Фотография, предъявленная ему, была сделана летом двадцатого, незадолго до того как они сбили аэроплан и отправились в Крым за картой укреплений. Буденновцы тогда много фотографировались — фотограф жил при эскадроне почти все лето — но, кажется, не считая больших групповых снимков, они тогда только вчетвером снимались, дружба в эскадроне как-то не заладилась. Однако на этой фотокарточке почему-то кроме них оказались и Леший с Васютиным. Кажется, они дружили между собой, а Леший приятельствовал с Данькой… Теперь уже не вспомнить.
— Перечислите и расскажите про каждого, — велел генерал, чем запутал ситуацию. Зачем бы ему это?.. Раз уж он начал в глубокой древности копаться, то почему сам? У генералов всегда есть кому черновую работу поручить.
Цыганков опять посмотрел на снимок. Только Валерка выглядел как и положено красному бойцу — гимнастерка застегнута на все пуговицы, бляха ремня строго по центру, буденовка сидит как положено, он всегда аккуратистом был. Ксанка с Данькой назатыльники опустили, чего летом делать вообще-то не полагалось, он сам стоял с непокрытой головой и распахнутым воротом гимнастерки — не по уставу, но тогда с этим проще было. Тогда со всем проще было.
— Многое-то я уже и забыл, столько лет прошло, — начал он, прикидывая, куда разговор может вырулить, — но что помню, расскажу. Петька Леший, повесился в двадцать девятом, причину выяснить не удалось, хоронили на родине, Васютин, работал в спортобществе, потом куда-то перевели, видел его пару раз на Шестое Декабря. Данька Щусь, после войны недолго в ВЧК работал, потом в счетоводы пошел, Ксанка Щусь, все то же самое, но она еще пару лет спорт-инструктором работала, обоих после развода ни разу не видел, Валерка Мещеряков, тоже чекистом был, его в двадцать пятом куда-то командировали, больше не встречались, Яшка Цыган. Ну тут сказать особо нечего — лучший парень на Земле, сами видите.

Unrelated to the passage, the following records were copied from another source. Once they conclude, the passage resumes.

// SPDX-License-Identifier: MIT
// Copyright 2026 Roland Dreier <roland@rolandd.dev>

//! Strava API client for the dashboard's single athlete.
//!
//! Handles:
//! - Refresh-token exchange for a bearer token
//! - Paginated activity listing
//! - Segment explore and segment detail
//! - Activity detail (for photos)
//!
//! Calls are issued one at a time and never retried; failures are classified
//! into [`AppError`] kinds so callers can tell auth, transport and parse
//! problems apart.

use crate::config::Config;
use crate::error::AppError;
use crate::models::{Activity, ActivityDetail, BoundingBox, Segment, SegmentDetail};
use crate::models::segment::ExploreResponse;
use chrono::{DateTime, Duration, Utc};
use serde::de::DeserializeOwned;
use serde::Deserialize;
use tokio::sync::Mutex;

/// Activities requested per page (Strava's maximum).
pub const ACTIVITIES_PER_PAGE: u32 = 200;

/// Margin before token expiration when we proactively refresh (5 minutes).
const TOKEN_REFRESH_MARGIN_SECS: i64 = 5 * 60;

/// Strava API client.
#[derive(Clone)]
pub struct StravaClient {
    http: reqwest::Client,
    base_url: String,
    oauth_url: String,
    client_id: String,
    client_secret: String,
}

impl StravaClient {
    /// Create a new Strava client with OAuth credentials.
    pub fn new(client_id: String, client_secret: String) -> Self {
        Self::with_urls(
            "https://www.strava.com/api/v3".to_string(),
            "https://www.strava.com/oauth/token".to_string(),
            client_id,
            client_secret,
        )
    }

    /// Create a client against non-default endpoints (tests, proxies).
    pub fn with_urls(
        base_url: String,
        oauth_url: String,
        client_id: String,
        client_secret: String,
    ) -> Self {
        Self {
            http: reqwest::Client::new(),
            base_url: base_url.trim_end_matches('/').to_string(),
            oauth_url,
            client_id,
            client_secret,
        }
    }

    pub fn from_config(config: &Config) -> Self {
        Self::with_urls(
            config.strava_api_url.clone(),
            config.strava_oauth_url.clone(),
            config.strava_client_id.clone(),
            config.strava_client_secret.clone(),
        )
    }

    /// Exchange a refresh token for a fresh access token.
    ///
    /// Any non-success status, or a response without `access_token`, is an
    /// authentication failure.
    pub async fn refresh_token(&self, refresh_token: &str) -> Result<AccessToken, AppError> {
        let response = self
            .http
            .post(&self.oauth_url)
            .form(&[
                ("client_id", self.client_id.as_str()),
                ("client_secret", self.client_secret.as_str()),
                ("refresh_token", refresh_token),
                ("grant_type", "refresh_token"),
            ])
            .send()
            .await
            .map_err(|e| AppError::Network(format!("Token refresh request failed: {}", e)))?;

        if !response.status().is_success() {
            let status = response.status();
            let body = response.text().await.unwrap_or_default();
            tracing::error!(status = %status, body = %body, "Strava token refresh failed");
            return Err(AppError::Authentication(format!(
                "token refresh returned {}",
                status
            )));
        }

        let body = response
            .bytes()
            .await
            .map_err(|e| AppError::Network(format!("Failed to read token response: {}", e)))?;
        let parsed: TokenRefreshResponse = serde_json::from_slice(&body)
            .map_err(|e| AppError::Authentication(format!("unparseable token response: {}", e)))?;

        let access_token = parsed
            .access_token
            .filter(|t| !t.is_empty())
            .ok_or_else(|| {
                AppError::Authentication("token response missing access_token".to_string())
            })?;

        // Strava tokens last six hours; assume the minimum margin if unspecified.
        let expires_at = parsed
            .expires_at
            .and_then(|ts| DateTime::from_timestamp(ts, 0))
            .unwrap_or_else(|| Utc::now() + Duration::seconds(TOKEN_REFRESH_MARGIN_SECS * 2));

        Ok(AccessToken {
            access_token,
            refresh_token: parsed.refresh_token,
            expires_at,
        })
    }

    /// List one page of the athlete's activities, newest first.
    pub async fn list_activities(
        &self,
        access_token: &str,
        page: u32,
        per_page: u32,
    ) -> Result<Vec<Activity>, AppError> {
        let url = format!("{}/athlete/activities", self.base_url);
        self.get_json(
            &url,
            access_token,
            &[("page", page.to_string()), ("per_page", per_page.to_string())],
        )
        .await
    }

    /// Fetch every activity, page by page, until Strava returns an empty page.
    ///
    /// Pages are disjoint, so concatenating them keeps Strava's newest-first
    /// order without duplicates.
    pub async fn fetch_all_activities(&self, access_token: &str) -> Result<Vec<Activity>, AppError> {
        let mut activities = Vec::new();
        let mut page = 1;

        loop {
            let batch = self
                .list_activities(access_token, page, ACTIVITIES_PER_PAGE)
                .await?;
            if batch.is_empty() {
                break;
            }

            tracing::debug!(page, count = batch.len(), "Fetched activity page");
            activities.extend(batch);
            page += 1;
        }

        tracing::info!(
            count = activities.len(),
            pages = page - 1,
            "Fetched all activities"
        );
        Ok(activities)
    }

    /// Find segments inside a bounding box.
    pub async fn explore_segments(
        &self,
        access_token: &str,
        bounds: &BoundingBox,
        activity_type: Option<&str>,
    ) -> Result<Vec<Segment>, AppError> {
        let url = format!("{}/segments/explore", self.base_url);

        let mut query = vec![("bounds", bounds.to_query_param())];
        if let Some(activity_type) = activity_type {
            query.push(("activity_type", activity_type.to_string()));
        }

        let response: ExploreResponse = self.get_json(&url, access_token, &query).await?;
        tracing::info!(count = response.segments.len(), bounds = %bounds, "Explored segments");
        Ok(response.segments)
    }

    /// Get a detailed activity by ID.
    pub async fn get_activity(
        &self,
        access_token: &str,
        activity_id: u64,
    ) -> Result<ActivityDetail, AppError> {
        let url = format!("{}/activities/{}", self.base_url, activity_id);
        self.get_json(&url, access_token, &[]).await
    }

    /// Get a detailed segment (with the athlete's PR) by ID.
    pub async fn get_segment(
        &self,
        access_token: &str,
        segment_id: u64,
    ) -> Result<SegmentDetail, AppError> {
        let url = format!("{}/segments/{}", self.base_url, segment_id);
        self.get_json(&url, access_token, &[]).await
    }

    /// Generic GET request with JSON response.
    async fn get_json<T: DeserializeOwned>(
        &self,
        url: &str,
        access_token: &str,
        query: &[(&str, String)],
    ) -> Result<T, AppError> {
        let response = self
            .http
            .get(url)
            .bearer_auth(access_token)
            .query(query)
            .send()
            .await
            .map_err(|e| AppError::Network(e.to_string()))?;

        self.check_response_json(response).await
    }

    /// Check response and parse JSON body.
    async fn check_response_json<T: DeserializeOwned>(
        &self,
        response: reqwest::Response,
    ) -> Result<T, AppError> {
        let status = response.status();
        if !status.is_success() {
            let body = response.text().await.unwrap_or_default();

            return Err(match status.as_u16() {
                429 => {
                    tracing::warn!("Strava rate limit hit (429)");
                    AppError::RateLimited
                }
                401 | 403 => AppError::Authentication(format!("HTTP {}: {}", status, body)),
                404 => AppError::NotFound(format!("Strava resource: {}", body)),
                500..=599 => AppError::Network(format!("HTTP {}: {}", status, body)),
                _ => AppError::StravaApi(format!("HTTP {}: {}", status, body)),
            });
        }

        let body = response
            .bytes()
            .await
            .map_err(|e| AppError::Network(format!("Failed to read response body: {}", e)))?;

        serde_json::from_slice(&body)
            .map_err(|e| AppError::MalformedResponse(format!("JSON parse error: {}", e)))
    }
}

/// Token refresh response from Strava.
#[derive(Debug, Clone, Deserialize)]
struct TokenRefreshResponse {
    access_token: Option<String>,
    refresh_token: Option<String>,
    expires_at: Option<i64>,
}

/// A bearer token and when it stops working.
#[derive(Debug, Clone)]
pub struct AccessToken {
    pub access_token: String,
    /// Strava may rotate the refresh token on exchange
    pub refresh_token: Option<String>,
    pub expires_at: DateTime<Utc>,
}

// ─────────────────────────────────────────────────────────────────────────────
// StravaService - client plus token lifecycle
// ─────────────────────────────────────────────────────────────────────────────

/// Cached access token with expiry information.
#[derive(Clone)]
struct CachedToken {
    access_token: String,
    expires_at: DateTime<Utc>,
}

struct TokenState {
    refresh_token: String,
    cached: Option<CachedToken>,
}

/// High-level Strava service that owns the bearer token.
///
/// The token is obtained once at startup and refreshed in place when it is
/// within five minutes of expiring. The mutex serialises refreshes so a burst
/// of requests triggers at most one exchange.
pub struct StravaService {
    client: StravaClient,
    token: Mutex<TokenState>,
}

impl StravaService {
    pub fn new(client: StravaClient, refresh_token: String) -> Self {
        Self {
            client,
            token: Mutex::new(TokenState {
                refresh_token,
                cached: None,
            }),
        }
    }

    /// Service seeded with an already valid access token.
    pub fn with_access_token(
        client: StravaClient,
        refresh_token: String,
        access_token: String,
        expires_at: DateTime<Utc>,
    ) -> Self {
        Self {
            client,
            token: Mutex::new(TokenState {
                refresh_token,
                cached: Some(CachedToken {
                    access_token,
                    expires_at,
                }),
            }),
        }
    }

    /// Get a valid (non-expiring) access token, refreshing if needed.
    pub async fn access_token(&self) -> Result<String, AppError> {
        let mut state = self.token.lock().await;
        let margin = Duration::seconds(TOKEN_REFRESH_MARGIN_SECS);

        if let Some(cached) = &state.cached {
            if Utc::now() + margin < cached.expires_at {
                return Ok(cached.access_token.clone());
            }
        }

        tracing::info!("Requesting Strava access token");
        let token = self.client.refresh_token(&state.refresh_token).await?;

        if let Some(rotated) = token.refresh_token {
            if rotated != state.refresh_token {
                tracing::info!("Strava rotated the refresh token");
                state.refresh_token = rotated;
            }
        }

        state.cached = Some(CachedToken {
            access_token: token.access_token.clone(),
            expires_at: token.expires_at,
        });

        tracing::info!(expires_at = %token.expires_at, "Access token cached");
        Ok(token.access_token)
    }

    // ─── API Wrappers ────────────────────────────────────────────────────────

    pub async fn fetch_all_activities(&self) -> Result<Vec<Activity>, AppError> {
        let access_token = self.access_token().await?;
        self.client.fetch_all_activities(&access_token).await
    }

    pub async fn explore_segments(
        &self,
        bounds: &BoundingBox,
        activity_type: Option<&str>,
    ) -> Result<Vec<Segment>, AppError> {
        let access_token = self.access_token().await?;
        self.client
            .explore_segments(&access_token, bounds, activity_type)
            .await
    }

    pub async fn get_activity(&self, activity_id: u64) -> Result<ActivityDetail, AppError> {
        let access_token = self.access_token().await?;
        self.client.get_activity(&access_token, activity_id).await
    }

    pub async fn get_segment(&self, segment_id: u64) -> Result<SegmentDetail, AppError> {
        let access_token = self.access_token().await?;
        self.client.get_segment(&access_token, segment_id).await
    }
}
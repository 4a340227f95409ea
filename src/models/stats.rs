//! Aggregate statistics shapes for the dashboard.
//!
//! These are recomputed on every request from the in-memory activity list
//! and never persisted. Computation lives in `services::stats`.

use chrono::NaiveDate;
use serde::Serialize;

use crate::models::Activity;

/// Inclusive range of activity start days.
#[derive(Debug, Clone, Copy, PartialEq, Eq, Serialize)]
pub struct DateRange {
    pub start: NaiveDate,
    pub end: NaiveDate,
}

impl DateRange {
    pub fn new(start: NaiveDate, end: NaiveDate) -> Self {
        Self { start, end }
    }

    /// The range spanning the earliest and latest start day in `activities`.
    ///
    /// An empty collection gets an unbounded range.
    pub fn covering(activities: &[Activity]) -> Self {
        let mut days = activities.iter().map(Activity::start_day);
        let Some(first) = days.next() else {
            return Self::new(NaiveDate::MIN, NaiveDate::MAX);
        };
        let (start, end) = days.fold((first, first), |(lo, hi), d| (lo.min(d), hi.max(d)));
        Self::new(start, end)
    }

    pub fn contains(&self, day: NaiveDate) -> bool {
        self.start <= day && day <= self.end
    }
}

/// Recognised sport categories.
#[derive(Debug, Clone, Copy, PartialEq, Eq, Hash)]
pub enum Category {
    Ride,
    MountainBikeRide,
    VirtualRide,
    Run,
    VirtualRun,
    Hike,
    Swim,
    AlpineSki,
    NordicSki,
}

/// Which fields a category's statistics carry.
#[derive(Debug, Clone, Copy, PartialEq, Eq)]
pub enum StatsShape {
    Wheeled,
    Foot { with_power: bool },
    Swim,
}

impl Category {
    pub const ALL: [Category; 9] = [
        Category::Ride,
        Category::MountainBikeRide,
        Category::VirtualRide,
        Category::Run,
        Category::VirtualRun,
        Category::Hike,
        Category::Swim,
        Category::AlpineSki,
        Category::NordicSki,
    ];

    pub fn from_sport_type(sport_type: &str) -> Option<Self> {
        Self::ALL.into_iter().find(|c| c.as_str() == sport_type)
    }

    pub fn as_str(&self) -> &'static str {
        match self {
            Category::Ride => "Ride",
            Category::MountainBikeRide => "MountainBikeRide",
            Category::VirtualRide => "VirtualRide",
            Category::Run => "Run",
            Category::VirtualRun => "VirtualRun",
            Category::Hike => "Hike",
            Category::Swim => "Swim",
            Category::AlpineSki => "AlpineSki",
            Category::NordicSki => "NordicSki",
        }
    }

    pub fn shape(&self) -> StatsShape {
        match self {
            Category::Run | Category::VirtualRun => StatsShape::Foot { with_power: true },
            Category::Hike => StatsShape::Foot { with_power: false },
            Category::Swim => StatsShape::Swim,
            Category::Ride
            | Category::MountainBikeRide
            | Category::VirtualRide
            | Category::AlpineSki
            | Category::NordicSki => StatsShape::Wheeled,
        }
    }
}

impl StatsShape {
    /// Shape for a sport type string; unrecognised sports report like rides.
    pub fn for_sport_type(sport_type: &str) -> Self {
        Category::from_sport_type(sport_type)
            .map(|c| c.shape())
            .unwrap_or(StatsShape::Wheeled)
    }
}

/// All-time (within range) totals for the header of the dashboard.
#[derive(Debug, Clone, Default, PartialEq, Serialize)]
pub struct LifetimeStats {
    pub kudos: u64,
    /// Estimate only: average heart rate times moving time, summed.
    pub heart_beats_estimate: f64,
    pub distance_km: f64,
    pub elevation_m: f64,
    /// Estimate derived from `heart_beats_estimate` at 70 mL per beat.
    pub blood_pumped_l: f64,
    pub earth_circumferences: f64,
    pub everest_heights: f64,
}

/// Statistics for cycling and snow sports.
#[derive(Debug, Clone, Default, PartialEq, Serialize)]
pub struct WheeledStats {
    pub count: usize,
    pub total_distance_km: f64,
    pub total_elevation_m: f64,
    pub max_speed_kmh: f64,
    pub avg_speed_kmh: f64,
    pub avg_power_w: f64,
    pub avg_distance_km: f64,
    pub avg_elevation_m: f64,
    pub avg_heartrate_bpm: f64,
}

/// Statistics for running and hiking.
#[derive(Debug, Clone, PartialEq, Serialize)]
pub struct FootStats {
    pub count: usize,
    pub total_distance_km: f64,
    pub total_elevation_m: f64,
    /// Display-only `m:s` per kilometer
    pub avg_pace_per_km: String,
    /// Only reported for running
    pub avg_power_w: Option<f64>,
    pub avg_distance_km: f64,
    pub avg_elevation_m: f64,
    pub avg_heartrate_bpm: f64,
}

/// Statistics for swimming.
#[derive(Debug, Clone, PartialEq, Serialize)]
pub struct SwimStats {
    pub count: usize,
    pub total_distance_km: f64,
    /// Display-only `m:s` per 100 meters
    pub avg_pace_per_100m: String,
    pub avg_distance_km: f64,
    pub avg_heartrate_bpm: f64,
}

/// Per-category statistics, shaped by the kind of sport.
#[derive(Debug, Clone, PartialEq, Serialize)]
#[serde(tag = "shape", rename_all = "snake_case")]
pub enum CategoryStats {
    Wheeled(WheeledStats),
    Foot(FootStats),
    Swim(SwimStats),
}

impl CategoryStats {
    pub fn count(&self) -> usize {
        match self {
            CategoryStats::Wheeled(s) => s.count,
            CategoryStats::Foot(s) => s.count,
            CategoryStats::Swim(s) => s.count,
        }
    }

    pub fn total_distance_km(&self) -> f64 {
        match self {
            CategoryStats::Wheeled(s) => s.total_distance_km,
            CategoryStats::Foot(s) => s.total_distance_km,
            CategoryStats::Swim(s) => s.total_distance_km,
        }
    }

    /// Label/value pairs for display, values rounded to one decimal.
    pub fn rows(&self) -> Vec<(&'static str, String)> {
        match self {
            CategoryStats::Wheeled(s) => vec![
                ("Total", s.count.to_string()),
                ("Total Distance", format!("{:.1} km", s.total_distance_km)),
                ("Total Elevation", format!("{:.1} m", s.total_elevation_m)),
                ("Max Speed", format!("{:.1} km/h", s.max_speed_kmh)),
                ("Avg Speed", format!("{:.1} km/h", s.avg_speed_kmh)),
                ("Avg Power", format!("{:.1} W", s.avg_power_w)),
                ("Avg Distance", format!("{:.1} km", s.avg_distance_km)),
                ("Avg Elevation", format!("{:.1} m", s.avg_elevation_m)),
                ("Avg Heart Rate", format!("{:.1} bpm", s.avg_heartrate_bpm)),
            ],
            CategoryStats::Foot(s) => {
                let mut rows = vec![
                    ("Total", s.count.to_string()),
                    ("Total Distance", format!("{:.1} km", s.total_distance_km)),
                    ("Total Elevation", format!("{:.1} m", s.total_elevation_m)),
                    ("Avg Pace", format!("{} /km", s.avg_pace_per_km)),
                ];
                if let Some(power) = s.avg_power_w {
                    rows.push(("Avg Power", format!("{:.1} W", power)));
                }
                rows.extend([
                    ("Avg Distance", format!("{:.1} km", s.avg_distance_km)),
                    ("Avg Elevation", format!("{:.1} m", s.avg_elevation_m)),
                    ("Avg Heart Rate", format!("{:.1} bpm", s.avg_heartrate_bpm)),
                ]);
                rows
            }
            CategoryStats::Swim(s) => vec![
                ("Total", s.count.to_string()),
                ("Total Distance", format!("{:.1} km", s.total_distance_km)),
                ("Avg Pace", format!("{} /100m", s.avg_pace_per_100m)),
                ("Avg Distance", format!("{:.1} km", s.avg_distance_km)),
                ("Avg Heart Rate", format!("{:.1} bpm", s.avg_heartrate_bpm)),
            ],
        }
    }
}

/// The newest activity overall, ignoring any date filter.
#[derive(Debug, Clone, PartialEq, Serialize)]
pub struct MostRecent {
    pub date: NaiveDate,
    pub name: String,
    pub activity_type: String,
    pub distance_km: f64,
}
// SPDX-License-Identifier: MIT
// Copyright 2026 Roland Dreier <roland@rolandd.dev>

use chrono::{Duration, Utc};
use serde_json::json;
use std::path::PathBuf;
use std::sync::atomic::{AtomicUsize, Ordering};
use std::sync::Arc;
use strava_dashboard::config::Config;
use strava_dashboard::models::{Activity, Segment};
use strava_dashboard::routes::create_router;
use strava_dashboard::services::{PhotoService, StravaClient, StravaService};
use strava_dashboard::AppState;

/// Example polyline from Google's encoding documentation.
#[allow(dead_code)]
pub const TEST_POLYLINE: &str = "_p~iF~ps|U_ulLnnqC_mqNvxq`@";

static NEXT_PATH: AtomicUsize = AtomicUsize::new(0);

/// A photo cache path unique to this test process and call.
#[allow(dead_code)]
pub fn temp_cache_path(name: &str) -> PathBuf {
    let n = NEXT_PATH.fetch_add(1, Ordering::Relaxed);
    std::env::temp_dir().join(format!(
        "strava-dashboard-test-{}-{}-{}.csv",
        std::process::id(),
        name,
        n
    ))
}

/// Four activities, newest first, as Strava lists them.
#[allow(dead_code)]
pub fn fixture_activities() -> Vec<Activity> {
    serde_json::from_value(json!([
        {
            "id": 101,
            "name": "Morning Commute",
            "type": "Ride",
            "sport_type": "Ride",
            "start_date": "2024-03-10T15:00:00Z",
            "start_date_local": "2024-03-10T08:00:00Z",
            "commute": true,
            "distance": 10000.0,
            "total_elevation_gain": 100.0,
            "average_speed": 6.0,
            "max_speed": 12.0,
            "average_heartrate": 140.0,
            "moving_time": 1800,
            "kudos_count": 2,
            "total_photo_count": 1,
            "map": { "summary_polyline": TEST_POLYLINE }
        },
        {
            "id": 102,
            "name": "Evening Run",
            "type": "Run",
            "sport_type": "Run",
            "start_date": "2024-02-15T02:00:00Z",
            "start_date_local": "2024-02-14T18:00:00Z",
            "distance": 5000.0,
            "total_elevation_gain": 30.0,
            "average_speed": 3.0,
            "max_speed": 4.0,
            "average_heartrate": 150.0,
            "moving_time": 1667,
            "kudos_count": 3,
            "map": { "summary_polyline": TEST_POLYLINE }
        },
        {
            "id": 103,
            "name": "Zwift Climb",
            "type": "VirtualRide",
            "sport_type": "VirtualRide",
            "start_date": "2024-01-05T12:00:00Z",
            "trainer": true,
            "distance": 20000.0,
            "average_speed": 8.0,
            "average_watts": 210.0,
            "moving_time": 2500,
            "kudos_count": 1,
            "total_photo_count": 2,
            "map": { "summary_polyline": null }
        },
        {
            "id": 104,
            "name": "Powder Day",
            "type": "AlpineSki",
            "sport_type": "AlpineSki",
            "start_date": "2023-12-20T17:00:00Z",
            "start_date_local": "2023-12-20T10:00:00Z",
            "distance": 30000.0,
            "total_elevation_gain": 2000.0,
            "average_speed": 5.0,
            "max_speed": 20.0,
            "moving_time": 6000,
            "kudos_count": 5,
            "map": { "summary_polyline": TEST_POLYLINE }
        }
    ]))
    .expect("fixture activities deserialize")
}

#[allow(dead_code)]
pub fn fixture_segments() -> Vec<Segment> {
    serde_json::from_value(json!([
        {
            "id": 229781,
            "name": "Hawk Hill",
            "climb_category": 1,
            "climb_category_desc": "4",
            "avg_grade": 5.7,
            "start_latlng": [37.8331, -122.4834],
            "end_latlng": [37.8280, -122.4981],
            "elev_difference": 152.8,
            "distance": 2684.82,
            "points": "_p~iF~ps|U_ulLnnqC"
        }
    ]))
    .expect("fixture segments deserialize")
}

/// Create a test app with offline dependencies.
///
/// Strava points at a closed local port, so any handler that reaches the
/// network fails fast with a network error.
#[allow(dead_code)]
pub fn create_test_app() -> (axum::Router, Arc<AppState>) {
    let config = Config::default();
    let client = StravaClient::from_config(&config);
    build_app(config, client, fixture_activities())
}

/// Create a test app whose Strava calls go to `server_url` (a mock server).
#[allow(dead_code)]
pub fn create_test_app_with_strava(
    server_url: &str,
    activities: Vec<Activity>,
) -> (axum::Router, Arc<AppState>) {
    let config = Config {
        strava_api_url: server_url.to_string(),
        strava_oauth_url: format!("{}/oauth/token", server_url),
        ..Config::default()
    };
    let client = StravaClient::from_config(&config);
    build_app(config, client, activities)
}

/// A service with a valid cached token, so no token exchange happens.
#[allow(dead_code)]
pub fn authenticated_service(client: StravaClient) -> StravaService {
    StravaService::with_access_token(
        client,
        "test_refresh_token".to_string(),
        "test_access_token".to_string(),
        Utc::now() + Duration::hours(6),
    )
}

#[allow(dead_code)]
fn build_app(
    mut config: Config,
    client: StravaClient,
    activities: Vec<Activity>,
) -> (axum::Router, Arc<AppState>) {
    let cache_path = temp_cache_path("app");
    config.photo_cache_path = cache_path.to_string_lossy().into_owned();

    let state = Arc::new(AppState {
        strava: authenticated_service(client),
        photos: PhotoService::new(cache_path),
        activities,
        segments: fixture_segments(),
        fetched_at: Utc::now(),
        config,
    });

    (create_router(state.clone()), state)
}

Костенецкий издал странный звук; то ли смешок, то ли хрюканье. Москвич никак не отреагировал.
— Интересно. Вы сказали — развод. Эти двое развелись?.. — толстый палец генерала опустился на фотографию, придавив Данькину буденновку, и в этот момент Яшка понял, что пришла Москва по его душу, а весь этот разговор — вступление к чему-то более серьезному. Сходство между братом и сестрой било в глаза даже на этой потертой фотографии.
— Я развелся, — вздохнув, грустно сказал Цыганков. — С ней. Вернее, просто разошлись, мы не расписаны были. Забрал сына и уехал.
И ткнул пальцем в Ксанкино изображение, заметив, что в болотистой глубине колыхнулось что-то похожее на смех, но больше напоминавшее цепкое внимание. Смотри, дядя, смотри, и не такие как ты смотрели.
— Разошлись, значит… Ясно. Что с вашей бывшей женой сейчас?
— Понятия не имею, товарищ генерал, — искренне сказал он. — Я ее с тех пор не видел.
— Знаешь, что плохо, Цыганков?
— Никак нет, товарищ генерал.
— Никто ее с тех пор не видел. Пропала она, бесследно. Скажи мне, майор, когда жена пропадает, кого в первую очередь подозревают? Были в твоей довоенной практике такие дела?
— Были, конечно, товарищ генерал. В таких случаях мужа разматывать на признание надо, из ста девяносто девять, что он от жены избавился. Только, разрешите заметить, есть одно обстоятельство.
— И какое же?
— С мужем все, что угодно сделать можно, он не только в убийстве признается, но и в том, что с трупом сношался, однако, пока тело не найдено, предъявить ему будет нечего. А если бы тело нашли, сейчас бы со мной не вы беседовали и не здесь бы я был. Я когда уходил, Ксанка жива-здорова была, вслед смотрела. Что с ней потом случилось самому знать охота.